Menses and menopause, like birth and death are more than biological changes. They create spaces to stand back, breathe deeply, review, reflect, and when necessary recalibrate. I think the degree of conscious satisfaction with the striving of one's life impacts the quality of the experience of birth, menstruation, menopause, death, and everything life presents in between. I learned that from thoughtfully observing Mommy.

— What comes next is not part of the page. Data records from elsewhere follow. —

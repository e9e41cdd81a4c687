use clubgest_core::db::open_db;
use clubgest_server::{serve, AppState};
use std::time::Duration;
use tokio::io::{AsyncReadExt, AsyncWriteExt};
use tokio::net::{TcpListener, TcpStream};
use tokio::sync::oneshot;

async fn send(addr: std::net::SocketAddr, request: &str) -> String {
    let mut stream = TcpStream::connect(addr).await.expect("connect");
    stream
        .write_all(request.as_bytes())
        .await
        .expect("write request");
    let mut response = String::new();
    stream
        .read_to_string(&mut response)
        .await
        .expect("read response");
    response
}

#[tokio::test]
async fn serves_requests_over_tcp_and_shuts_down() {
    let dir = tempfile::tempdir().expect("tempdir");
    let conn = open_db(dir.path().join("club.sqlite3")).expect("open db");
    let state = AppState::new(conn, Duration::from_secs(5));

    let listener = TcpListener::bind("127.0.0.1:0").await.expect("bind");
    let addr = listener.local_addr().expect("local addr");
    let (stop, stopped) = oneshot::channel::<()>();
    let server = tokio::spawn(serve(listener, state.clone(), async move {
        let _ = stopped.await;
    }));

    let body = r#"{"name":"Salma","surname":"Paralluelo"}"#;
    let created = send(
        addr,
        &format!(
            "POST /api/players HTTP/1.1\r\nHost: localhost\r\nContent-Type: application/json\r\nContent-Length: {}\r\nConnection: close\r\n\r\n{body}",
            body.len()
        ),
    )
    .await;
    assert!(created.starts_with("HTTP/1.1 201"), "{created}");
    assert!(created.contains("\"name\":\"Salma\""), "{created}");

    let status = send(
        addr,
        "GET /status HTTP/1.1\r\nHost: localhost\r\nConnection: close\r\n\r\n",
    )
    .await;
    assert!(status.starts_with("HTTP/1.1 200"), "{status}");

    let _ = stop.send(());
    server
        .await
        .expect("server task")
        .expect("server exits cleanly");
    state.close().expect("connection closes after shutdown");
}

NOTICE: KINDRA DOES NOT PROVIDE MEDICAL OR HEALTH CARE ADVICE.  OUR EMPLOYEES AND OTHER REPRESENTATIVES ARE NOT PHYSICIANS OR HEALTH CARE CLINICIANS.  YOU SHOULD CONSULT YOUR PERSONAL PHYSICIAN FOR ANY MEDICAL AND/OR OTHER HEALTH CARE ADVICE BEFORE ACTING ON ANY INFORMATION PROVIDED BY KINDRA OR ANY OTHER SOURCE.


Continue the Conversation

Great post!

— Marian Samela Dingus

Like most things biological, there is no cookie cutter. I was done having children at 29. Had my tubal while open with my last C-section. Asked for a complete voluntary hysterectomy, well..,.because I was done with the plumbing. The Doctor simply said “Mrs Jones, we don’t do that”. Now hear I am calling on menopause, but she is not answering my call, though my friends who didn’t want her, have already had her stop by. The wait for menopause reminds me of the days of my youth, when I wished for my period with my girlfriends because we all read the propaganda Judy Blume was selling.

— Tk Williams

Nice to have a Mommy to ask a question like this Paula. Of course you know that. Just reminded me how valuable sharing is and why ther were rituals such as the red tent.

— Patricia A. Patton

“So I’m wondering how, or if, our thoughts and expectations about menopause affect the experience. Does menopause alter how we see ourselves?” Paula, I believe to some extent that our perceptions about menopause can certainly have an effect on experience. But so much of it is physiological. A woman who hasn’t been versed in menopause can still suffer greatly from it when her time comes to go through ‘the change.’ Having the right mindset about the experience can help, though. I think that pushes women to seek answers to their questions, seek out treatment, etc. Good article. Thanks.